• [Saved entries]
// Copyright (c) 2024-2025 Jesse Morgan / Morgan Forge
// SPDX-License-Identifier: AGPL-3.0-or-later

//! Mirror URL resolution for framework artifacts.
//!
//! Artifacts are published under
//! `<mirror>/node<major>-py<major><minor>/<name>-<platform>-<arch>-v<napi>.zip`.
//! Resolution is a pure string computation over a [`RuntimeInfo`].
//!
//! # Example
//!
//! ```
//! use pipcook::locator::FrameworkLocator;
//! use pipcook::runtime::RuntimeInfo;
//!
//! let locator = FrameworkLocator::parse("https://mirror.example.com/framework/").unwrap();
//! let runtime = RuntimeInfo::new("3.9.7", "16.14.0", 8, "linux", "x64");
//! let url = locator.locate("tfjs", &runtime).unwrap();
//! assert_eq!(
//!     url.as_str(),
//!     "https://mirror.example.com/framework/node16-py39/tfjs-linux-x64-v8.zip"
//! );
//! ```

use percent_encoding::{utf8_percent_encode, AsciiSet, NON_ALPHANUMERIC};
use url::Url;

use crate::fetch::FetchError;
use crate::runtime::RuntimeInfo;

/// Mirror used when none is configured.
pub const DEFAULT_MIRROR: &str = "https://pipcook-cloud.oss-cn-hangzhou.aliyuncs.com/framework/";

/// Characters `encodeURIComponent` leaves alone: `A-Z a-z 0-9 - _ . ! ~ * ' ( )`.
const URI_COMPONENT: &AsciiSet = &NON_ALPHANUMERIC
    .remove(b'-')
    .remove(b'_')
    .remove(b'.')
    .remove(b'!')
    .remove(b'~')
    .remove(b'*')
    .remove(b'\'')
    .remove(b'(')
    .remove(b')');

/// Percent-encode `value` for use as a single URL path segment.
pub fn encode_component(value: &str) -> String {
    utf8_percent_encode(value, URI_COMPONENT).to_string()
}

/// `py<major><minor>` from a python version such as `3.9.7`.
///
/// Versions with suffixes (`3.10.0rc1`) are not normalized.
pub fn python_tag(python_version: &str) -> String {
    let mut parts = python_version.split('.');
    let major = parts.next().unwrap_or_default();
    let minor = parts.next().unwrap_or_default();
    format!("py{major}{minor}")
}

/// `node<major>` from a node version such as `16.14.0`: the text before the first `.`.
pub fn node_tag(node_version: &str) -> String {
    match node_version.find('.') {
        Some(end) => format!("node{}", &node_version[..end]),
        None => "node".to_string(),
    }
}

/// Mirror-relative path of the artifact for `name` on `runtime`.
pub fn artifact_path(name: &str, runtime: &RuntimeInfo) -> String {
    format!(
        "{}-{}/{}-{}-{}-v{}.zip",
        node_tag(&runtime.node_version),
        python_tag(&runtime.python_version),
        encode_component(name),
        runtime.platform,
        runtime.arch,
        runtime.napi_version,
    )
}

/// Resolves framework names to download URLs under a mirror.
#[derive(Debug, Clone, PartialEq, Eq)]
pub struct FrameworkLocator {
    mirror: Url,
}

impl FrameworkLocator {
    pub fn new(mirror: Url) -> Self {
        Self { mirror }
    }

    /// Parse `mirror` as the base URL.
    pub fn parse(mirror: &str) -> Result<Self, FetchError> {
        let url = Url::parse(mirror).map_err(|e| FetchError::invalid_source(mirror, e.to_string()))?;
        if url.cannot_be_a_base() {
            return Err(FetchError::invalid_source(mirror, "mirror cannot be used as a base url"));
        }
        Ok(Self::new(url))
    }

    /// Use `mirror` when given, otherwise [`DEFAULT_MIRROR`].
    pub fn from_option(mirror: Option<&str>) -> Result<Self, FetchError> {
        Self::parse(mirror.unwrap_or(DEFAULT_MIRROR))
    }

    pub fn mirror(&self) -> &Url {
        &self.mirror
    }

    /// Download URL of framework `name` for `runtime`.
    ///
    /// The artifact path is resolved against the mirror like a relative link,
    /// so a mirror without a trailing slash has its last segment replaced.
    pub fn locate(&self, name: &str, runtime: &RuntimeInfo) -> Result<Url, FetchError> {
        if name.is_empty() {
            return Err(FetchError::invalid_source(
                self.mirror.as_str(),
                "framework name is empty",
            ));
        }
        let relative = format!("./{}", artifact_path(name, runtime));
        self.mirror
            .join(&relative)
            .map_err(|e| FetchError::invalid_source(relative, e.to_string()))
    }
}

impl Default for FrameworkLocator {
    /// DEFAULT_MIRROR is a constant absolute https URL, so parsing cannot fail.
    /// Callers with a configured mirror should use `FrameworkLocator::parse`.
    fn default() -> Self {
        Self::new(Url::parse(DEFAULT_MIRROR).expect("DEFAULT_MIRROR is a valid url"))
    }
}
--
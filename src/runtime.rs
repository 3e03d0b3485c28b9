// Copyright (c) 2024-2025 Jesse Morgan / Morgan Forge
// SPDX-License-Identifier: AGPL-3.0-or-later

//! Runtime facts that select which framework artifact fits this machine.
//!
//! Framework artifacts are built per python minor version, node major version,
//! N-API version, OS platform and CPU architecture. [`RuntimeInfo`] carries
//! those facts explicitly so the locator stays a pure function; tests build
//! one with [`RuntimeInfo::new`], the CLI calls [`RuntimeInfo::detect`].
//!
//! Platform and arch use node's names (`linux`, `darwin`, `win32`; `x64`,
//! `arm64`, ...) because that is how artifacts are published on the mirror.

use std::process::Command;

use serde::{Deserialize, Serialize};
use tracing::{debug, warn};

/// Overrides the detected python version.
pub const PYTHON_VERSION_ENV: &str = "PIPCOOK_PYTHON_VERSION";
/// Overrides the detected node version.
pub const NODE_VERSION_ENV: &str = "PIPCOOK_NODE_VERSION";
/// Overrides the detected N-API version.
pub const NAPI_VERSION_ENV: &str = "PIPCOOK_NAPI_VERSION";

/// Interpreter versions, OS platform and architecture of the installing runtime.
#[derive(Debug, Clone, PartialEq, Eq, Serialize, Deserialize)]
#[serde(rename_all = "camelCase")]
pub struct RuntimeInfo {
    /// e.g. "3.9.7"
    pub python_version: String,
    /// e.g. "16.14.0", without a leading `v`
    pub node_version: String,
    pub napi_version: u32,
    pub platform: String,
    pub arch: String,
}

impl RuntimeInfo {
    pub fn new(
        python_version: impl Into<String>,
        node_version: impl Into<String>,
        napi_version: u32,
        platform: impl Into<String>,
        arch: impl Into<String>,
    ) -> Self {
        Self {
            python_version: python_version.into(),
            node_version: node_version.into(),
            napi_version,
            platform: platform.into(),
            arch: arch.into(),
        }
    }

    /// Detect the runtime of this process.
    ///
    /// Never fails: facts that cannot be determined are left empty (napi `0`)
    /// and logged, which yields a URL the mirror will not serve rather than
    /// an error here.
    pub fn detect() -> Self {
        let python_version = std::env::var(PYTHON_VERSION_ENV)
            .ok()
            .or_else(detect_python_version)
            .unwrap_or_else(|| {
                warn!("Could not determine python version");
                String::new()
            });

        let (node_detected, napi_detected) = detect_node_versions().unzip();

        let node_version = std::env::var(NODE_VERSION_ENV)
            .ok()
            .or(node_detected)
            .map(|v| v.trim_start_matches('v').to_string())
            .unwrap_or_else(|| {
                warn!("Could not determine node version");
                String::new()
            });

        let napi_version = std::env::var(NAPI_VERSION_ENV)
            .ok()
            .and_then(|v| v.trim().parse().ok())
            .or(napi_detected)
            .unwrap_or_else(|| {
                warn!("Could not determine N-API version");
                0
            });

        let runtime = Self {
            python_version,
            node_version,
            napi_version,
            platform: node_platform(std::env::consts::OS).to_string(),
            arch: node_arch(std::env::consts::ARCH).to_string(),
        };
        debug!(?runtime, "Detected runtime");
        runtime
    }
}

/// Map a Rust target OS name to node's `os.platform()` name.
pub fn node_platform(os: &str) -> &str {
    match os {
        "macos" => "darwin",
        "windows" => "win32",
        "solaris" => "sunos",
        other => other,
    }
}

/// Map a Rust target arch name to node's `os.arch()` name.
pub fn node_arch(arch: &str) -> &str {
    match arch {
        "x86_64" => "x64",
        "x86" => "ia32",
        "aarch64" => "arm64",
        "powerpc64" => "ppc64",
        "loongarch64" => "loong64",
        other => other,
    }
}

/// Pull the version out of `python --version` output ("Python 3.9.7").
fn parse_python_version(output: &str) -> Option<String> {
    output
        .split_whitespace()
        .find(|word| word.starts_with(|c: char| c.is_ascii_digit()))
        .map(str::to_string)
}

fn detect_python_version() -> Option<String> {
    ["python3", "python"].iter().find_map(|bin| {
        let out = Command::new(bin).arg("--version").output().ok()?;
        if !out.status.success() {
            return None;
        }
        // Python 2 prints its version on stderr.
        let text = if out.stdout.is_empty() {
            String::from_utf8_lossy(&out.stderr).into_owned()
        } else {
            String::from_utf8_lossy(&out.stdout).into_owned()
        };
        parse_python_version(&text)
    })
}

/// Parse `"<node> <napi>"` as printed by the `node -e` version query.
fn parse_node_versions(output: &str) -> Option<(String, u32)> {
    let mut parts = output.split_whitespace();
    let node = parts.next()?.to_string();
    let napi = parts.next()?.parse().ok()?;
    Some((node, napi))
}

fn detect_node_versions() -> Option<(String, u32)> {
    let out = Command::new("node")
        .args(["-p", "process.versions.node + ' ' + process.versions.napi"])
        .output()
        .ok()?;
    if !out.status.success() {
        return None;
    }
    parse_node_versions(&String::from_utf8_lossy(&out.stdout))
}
...
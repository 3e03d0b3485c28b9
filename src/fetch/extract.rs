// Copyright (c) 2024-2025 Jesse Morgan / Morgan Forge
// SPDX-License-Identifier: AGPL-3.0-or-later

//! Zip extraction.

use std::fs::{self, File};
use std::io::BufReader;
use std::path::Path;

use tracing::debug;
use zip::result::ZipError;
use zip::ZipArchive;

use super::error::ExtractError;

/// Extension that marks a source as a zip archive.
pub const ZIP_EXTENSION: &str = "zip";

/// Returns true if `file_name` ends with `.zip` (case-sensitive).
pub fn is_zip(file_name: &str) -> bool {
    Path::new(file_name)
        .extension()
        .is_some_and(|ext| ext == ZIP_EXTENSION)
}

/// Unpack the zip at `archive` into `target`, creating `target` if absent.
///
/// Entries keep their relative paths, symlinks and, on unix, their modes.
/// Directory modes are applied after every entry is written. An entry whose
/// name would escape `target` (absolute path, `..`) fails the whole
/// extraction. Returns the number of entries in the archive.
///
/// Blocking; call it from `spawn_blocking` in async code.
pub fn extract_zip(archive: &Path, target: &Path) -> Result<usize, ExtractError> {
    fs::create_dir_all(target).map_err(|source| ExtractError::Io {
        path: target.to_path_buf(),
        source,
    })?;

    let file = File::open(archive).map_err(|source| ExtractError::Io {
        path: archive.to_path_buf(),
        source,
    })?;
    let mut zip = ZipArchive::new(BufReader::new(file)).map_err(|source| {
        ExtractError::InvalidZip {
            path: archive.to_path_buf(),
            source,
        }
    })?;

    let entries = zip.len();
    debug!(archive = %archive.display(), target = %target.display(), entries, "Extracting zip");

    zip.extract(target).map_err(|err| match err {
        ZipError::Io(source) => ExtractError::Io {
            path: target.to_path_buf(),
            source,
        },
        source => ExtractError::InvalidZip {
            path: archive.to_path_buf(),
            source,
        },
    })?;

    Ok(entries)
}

• [What is expected] Gather up, from the records above, each line where the word "linux" appears.

• [Problem solution]
//! let runtime = RuntimeInfo::new("3.9.7", "16.14.0", 8, "linux", "x64");
//!     "https://mirror.example.com/framework/node16-py39/tfjs-linux-x64-v8.zip"
//! Platform and arch use node's names (`linux`, `darwin`, `win32`; `x64`,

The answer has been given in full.